1952 film directed by Christian-Jaque

Adorable Creatures (Adorables créatures, Quando le donne amano) is a 1952 romantic comedy film directed by Christian-Jaque. A French-Italian co-production, it stars Daniel Gélin, Antonella Lualdi, Danielle Darrieux and Martine Carol. It was shot at the Billancourt Studios in Paris. The film's sets were designed by the art director Robert Gys; costumes were designed by Jacques Heim and Pierre Balmain.

== Synopsis ==
André, an unmarried commercial artist in Paris, has a lot of free time which he devotes to pursuing older women, not being interested in the lively Catherine, a schoolgirl in the next apartment. His lover Christiane wants to be free of her dull husband Jacques, but when she does leave him does not then want to be encumbered by André. He meets the glamorous Minouche, who wants to leave her boring lover Georges and go on a skiing holiday. There she meets the rich Gaston and drops André, who is briefly consoled by Évelyne, Gaston's discarded mistress. Returning to Paris he is scooped up by the even older Denise, a rich and beautiful widow, but excites her jealousy by befriending her young secretary Alice.

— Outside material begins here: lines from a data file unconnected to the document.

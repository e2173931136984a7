//! Observation filtering system with composable filters.

pub mod market;
pub mod price;
pub mod term;

use crate::observation::PriceObservation;

pub use market::MarketFilter;
pub use price::PriceFilter;
pub use term::{Attribute, AttributeFilter, TermFilter};

/// Trait for filtering price observations.
pub trait Filter: Send + Sync {
    /// Returns true if the observation passes the filter.
    fn matches(&self, observation: &PriceObservation) -> bool;

    /// Returns a description of this filter.
    fn description(&self) -> String;
}

/// A chain of filters that must all pass.
pub struct FilterChain {
    filters: Vec<Box<dyn Filter>>,
}

impl FilterChain {
    /// Creates an empty filter chain.
    pub fn new() -> Self {
        Self { filters: Vec::new() }
    }

    /// Adds a filter to the chain.
    pub fn add(&mut self, filter: impl Filter + 'static) -> &mut Self {
        self.filters.push(Box::new(filter));
        self
    }

    /// Checks if an observation passes all filters.
    pub fn matches(&self, observation: &PriceObservation) -> bool {
        self.filters.iter().all(|f| f.matches(observation))
    }

    /// Filters a collection of observations, keeping input order.
    pub fn apply<'a, I>(&self, observations: I) -> Vec<&'a PriceObservation>
    where
        I: IntoIterator<Item = &'a PriceObservation>,
    {
        observations.into_iter().filter(|o| self.matches(o)).collect()
    }

    /// Returns true if no filters are configured.
    pub fn is_empty(&self) -> bool {
        self.filters.is_empty()
    }

    /// Returns the number of filters.
    pub fn len(&self) -> usize {
        self.filters.len()
    }

    /// Returns descriptions of all filters.
    pub fn descriptions(&self) -> Vec<String> {
        self.filters.iter().map(|f| f.description()).collect()
    }
}

impl Default for FilterChain {
    fn default() -> Self {
        Self::new()
    }
}

/// Builder for constructing a FilterChain from query options.
pub struct FilterChainBuilder {
    chain: FilterChain,
}

impl FilterChainBuilder {
    /// Creates a new builder.
    pub fn new() -> Self {
        Self { chain: FilterChain::new() }
    }

    /// Adds a search term filter; blank terms add nothing.
    pub fn term(mut self, term: Option<&str>, match_brand: bool) -> Self {
        if let Some(term) = term {
            let filter = TermFilter::new(term, match_brand);
            if !filter.is_empty() {
                self.chain.add(filter);
            }
        }
        self
    }

    /// Adds a brand substring filter.
    pub fn brand(mut self, brand: Option<&str>) -> Self {
        if let Some(brand) = brand.filter(|b| !b.trim().is_empty()) {
            self.chain.add(AttributeFilter::brand(brand));
        }
        self
    }

    /// Adds a quantity substring filter.
    pub fn quantity(mut self, quantity: Option<&str>) -> Self {
        if let Some(quantity) = quantity.filter(|q| !q.trim().is_empty()) {
            self.chain.add(AttributeFilter::quantity(quantity));
        }
        self
    }

    /// Adds a price range filter.
    pub fn price_range(mut self, min: Option<f64>, max: Option<f64>) -> Self {
        if min.is_some() || max.is_some() {
            self.chain.add(PriceFilter::new(min, max));
        }
        self
    }

    /// Adds a market include/exclude filter.
    pub fn markets(mut self, include: Vec<String>, exclude: Vec<String>) -> Self {
        if !include.is_empty() || !exclude.is_empty() {
            self.chain.add(MarketFilter::new(include, exclude));
        }
        self
    }

    /// Builds the filter chain.
    pub fn build(self) -> FilterChain {
        self.chain
    }
}

impl Default for FilterChainBuilder {
    fn default() -> Self {
        Self::new()
    }
}

#[cfg(test)]
mod tests {
    use super::*;
    use chrono::Utc;

    fn make_observation(product: &str, brand: &str, price: f64, market: &str) -> PriceObservation {
        PriceObservation::new(product, brand, "1kg", price, market, Utc::now())
    }

    #[test]
    fn test_filter_chain_new() {
        let chain = FilterChain::new();
        assert!(chain.is_empty());
        assert_eq!(chain.len(), 0);
    }

    #[test]
    fn test_filter_chain_default() {
        let chain = FilterChain::default();
        assert!(chain.is_empty());
    }

    #[test]
    fn test_filter_chain_empty_matches_all() {
        let chain = FilterChain::new();
        assert!(chain.matches(&make_observation("Arroz", "Camil", 0.0, "Mundial")));
    }

    #[test]
    fn test_filter_chain() {
        let mut chain = FilterChain::new();
        chain.add(TermFilter::new("arroz", false));
        chain.add(PriceFilter::new(Some(10.0), Some(30.0)));

        assert_eq!(chain.len(), 2);
        assert!(chain.matches(&make_observation("Arroz Branco", "Camil", 20.0, "Mundial")));
        assert!(!chain.matches(&make_observation("Arroz Branco", "Camil", 35.0, "Mundial")));
        assert!(!chain.matches(&make_observation("Feijão", "Camil", 20.0, "Mundial")));
    }

    #[test]
    fn test_filter_chain_apply_keeps_order() {
        let mut chain = FilterChain::new();
        chain.add(MarketFilter::excluding(vec!["Mundial".to_string()]));

        let observations = vec![
            make_observation("A", "", 1.0, "Prezunic"),
            make_observation("B", "", 1.0, "Mundial"),
            make_observation("C", "", 1.0, "Guanabara"),
        ];

        let filtered = chain.apply(&observations);
        let names: Vec<&str> = filtered.iter().map(|o| o.product_name.as_str()).collect();
        assert_eq!(names, vec!["A", "C"]);
    }

    #[test]
    fn test_filter_chain_descriptions() {
        let mut chain = FilterChain::new();
        chain.add(TermFilter::new("leite", true));
        chain.add(PriceFilter::range(1.0, 10.0));
        chain.add(MarketFilter::only(vec!["Guanabara".to_string()]));

        let descriptions = chain.descriptions();
        assert_eq!(descriptions.len(), 3);
        assert!(descriptions[0].contains("leite"));
        assert!(descriptions[1].contains("Price"));
        assert!(descriptions[2].contains("Markets"));
    }

    #[test]
    fn test_builder_all() {
        let chain = FilterChainBuilder::new()
            .term(Some("arroz"), true)
            .brand(Some("camil"))
            .quantity(Some("5kg"))
            .price_range(Some(10.0), None)
            .markets(vec!["Guanabara".to_string()], Vec::new())
            .build();

        assert_eq!(chain.len(), 5);
    }

    #[test]
    fn test_builder_no_filters_when_blank() {
        let chain = FilterChainBuilder::new()
            .term(Some("  "), true)
            .term(None, false)
            .brand(Some(""))
            .quantity(None)
            .price_range(None, None)
            .markets(Vec::new(), Vec::new())
            .build();

        assert!(chain.is_empty());
    }

    #[test]
    fn test_builder_default() {
        let chain = FilterChainBuilder::default().build();
        assert!(chain.is_empty());
    }

    #[test]
    fn test_builder_combined() {
        let chain = FilterChainBuilder::new()
            .term(Some("arroz"), false)
            .brand(Some("tio"))
            .markets(Vec::new(), vec!["Mundial".to_string()])
            .build();

        assert!(chain.matches(&make_observation("Arroz", "Tio João", 20.0, "Guanabara")));
        assert!(!chain.matches(&make_observation("Arroz", "Camil", 20.0, "Guanabara")));
        assert!(!chain.matches(&make_observation("Arroz", "Tio João", 20.0, "Mundial")));
        assert!(!chain.matches(&make_observation("Feijão", "Tio João", 20.0, "Guanabara")));
    }
}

Back in his apartment on his own, one night his neighbours beg him to retrieve Catherine, who has run off to a country hotel with a boy named Bob. Driving there, he sends Bob packing and goes up to Catherine's bedroom. After wrecking the room in a fight, they end up on the bed together. She says she has always loved him and they agree to get married immediately. A voice-over says this is not the end of André's troubles, as he might think, but the beginning.

==Cast==
- Daniel Gélin as André Noblet
- Antonella Lualdi as Catherine Michaud
- Danielle Darrieux as Christine
- Martine Carol as Minouche
- Edwige Feuillère as Denise Aubusson
- Renée Faure as Alice
- Georges Chamarat as Edmond, Catherine's Father
- Daniel Lecourtois as Jacques
- Marilyn Buferd as Evelyne
- Jean-Marc Tennberg	as Pianist
- France Roche as Françoise
- Giovanna Galletti as Director
- Georges Tourreil as Étienne
- Raphaël Patorni as Man
- Robert Rollis as Bob
- Judith Magre as Jenny

==Bibliography==
- Bandy, Mary Lea (1983). "Rediscovering French Film"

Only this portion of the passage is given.